The mathematical representation in one dimension is:\[Q = -kA \frac{dT}{dx}\]Where:- \(Q\) is the rate of heat transfer.- \(k\) is the thermal conductivity.- \(A\) is the area through which heat is flowing.- \(\frac{dT}{dx}\) is the temperature gradient across the material.

This relationship helps us determine how much heat moves from a hot to a cold place in our given material. In the exercise, we've made use of Fourier's Law by substituting the average thermal conductivity and other attributes of the plate to find the rate of heat conduction.

Temperature Gradient

The temperature gradient is a measure of how temperature changes over a distance within a material. It's a pivotal factor in analyzing heat conduction because it essentially drives the flow of heat from warm to cold regions.

• In formula form, it's expressed as \(\frac{dT}{dx}\).
• A larger gradient means more rapid heat transfer.
• If the gradient is zero, there's no heat flow.

In the exercise, the temperature difference between one side of the plate (500 K) and the other side (350 K) creates a gradient that leads to heat moving through the plate. Calculating this gradient allows us to implement it in Fourier's Law, determining the rate of heat transfer.

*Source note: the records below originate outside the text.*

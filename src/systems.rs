use bevy_ecs::prelude::*;
use log::{debug, info, trace};
use std::time::Duration;

use crate::config::{Config, SpeedPolicy};
use crate::input::{Command, Input};
use crate::session::{DropOutcome, GameSession};

/// Gravity clock driving the periodic `move_down`.
#[derive(Resource, Debug, Clone, PartialEq, Eq)]
pub struct DropTimer {
    pub elapsed: Duration,
    pub interval: Duration,
    pub active: bool,
}

impl Default for DropTimer {
    fn default() -> Self {
        Self {
            elapsed: Duration::ZERO,
            interval: crate::game::drop_interval(crate::game::STARTING_LEVEL),
            active: false,
        }
    }
}

impl DropTimer {
    pub fn arm(&mut self, interval: Duration) {
        self.elapsed = Duration::ZERO;
        self.interval = interval;
        self.active = true;
    }

    pub fn stop(&mut self) {
        self.elapsed = Duration::ZERO;
        self.active = false;
    }

    /// Advances the clock; true when a gravity step is due.
    pub fn tick(&mut self, delta: Duration) -> bool {
        if !self.active {
            return false;
        }
        self.elapsed += delta;
        if self.elapsed >= self.interval {
            self.elapsed = Duration::ZERO;
            true
        } else {
            false
        }
    }
}

/// Starts a new session and arms gravity at the starting level's speed.
pub fn start_game(world: &mut World) {
    let interval = {
        let mut session = world.resource_mut::<GameSession>();
        session.start();
        session.drop_interval()
    };

    world.resource_mut::<Input>().clear();
    world.resource_mut::<DropTimer>().arm(interval);

    debug!("Drop interval armed at {}ms", interval.as_millis());
}

pub fn input_system(world: &mut World) {
    let commands = world.resource_mut::<Input>().drain();
    if commands.is_empty() {
        return;
    }

    // Commands only reach a running game
    if !world.resource::<GameSession>().is_playing() {
        debug!("Ignoring {} commands outside of play", commands.len());
        return;
    }

    for command in commands {
        debug!("Command: {command:?}");
        let drop_result = {
            let mut session = world.resource_mut::<GameSession>();
            match command {
                Command::MoveLeft => {
                    session.move_left();
                    None
                }
                Command::MoveRight => {
                    session.move_right();
                    None
                }
                Command::Rotate => {
                    session.rotate();
                    None
                }
                Command::SoftDrop => {
                    let level_before = session.level;
                    Some((session.move_down(), level_before))
                }
            }
        };

        if let Some((outcome, level_before)) = drop_result {
            after_drop(world, outcome, level_before);
        }

        if !world.resource::<GameSession>().is_playing() {
            break;
        }
    }
}

pub fn game_tick_system(world: &mut World, delta: Duration) {
    trace!("Game tick with delta: {}ms", delta.as_millis());

    if !world.resource::<GameSession>().is_playing() {
        return;
    }

    if !world.resource_mut::<DropTimer>().tick(delta) {
        return;
    }

    let (level_before, outcome) = {
        let mut session = world.resource_mut::<GameSession>();
        let level_before = session.level;
        (level_before, session.move_down())
    };
    after_drop(world, outcome, level_before);
}

// Follow-up after a gravity step or soft drop: speed changes and game over
fn after_drop(world: &mut World, outcome: DropOutcome, level_before: u32) {
    if !matches!(outcome, DropOutcome::Landed { .. }) {
        return;
    }

    let policy = world
        .get_resource::<Config>()
        .map(|config| config.gameplay.speed_policy)
        .unwrap_or_default();

    let (game_over, level, interval, score) = {
        let session = world.resource::<GameSession>();
        (
            session.is_game_over(),
            session.level,
            session.drop_interval(),
            session.score,
        )
    };

    let mut timer = world.resource_mut::<DropTimer>();
    if game_over {
        timer.stop();
        info!("Stopped gravity, final score {score}");
        return;
    }

    if policy == SpeedPolicy::PerLevel && level != level_before {
        timer.interval = interval;
        info!(
            "Level {level} reached, drop interval now {}ms",
            interval.as_millis()
        );
    }
}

Steady-State Heat Transfer

Steady-state heat transfer is a scenario where the temperature of the material remains constant over time. There are no temperature changes occurring within the system as time progresses. This simplification allows us to assume that the amount of heat entering any section of an object is equal to the amount of heat leaving it.

Applying this concept: - In any slice of the plate, the heat transferred doesn't accumulate or deplete. - Ensures predictability and ease of calculations. - Assumes that all changes reach a point where everything remains unchanged over time.
In the given exercise, assuming steady-state conditions implies a constant flow of heat through the plate without any variation, making it easier to calculate the rate of heat conduction.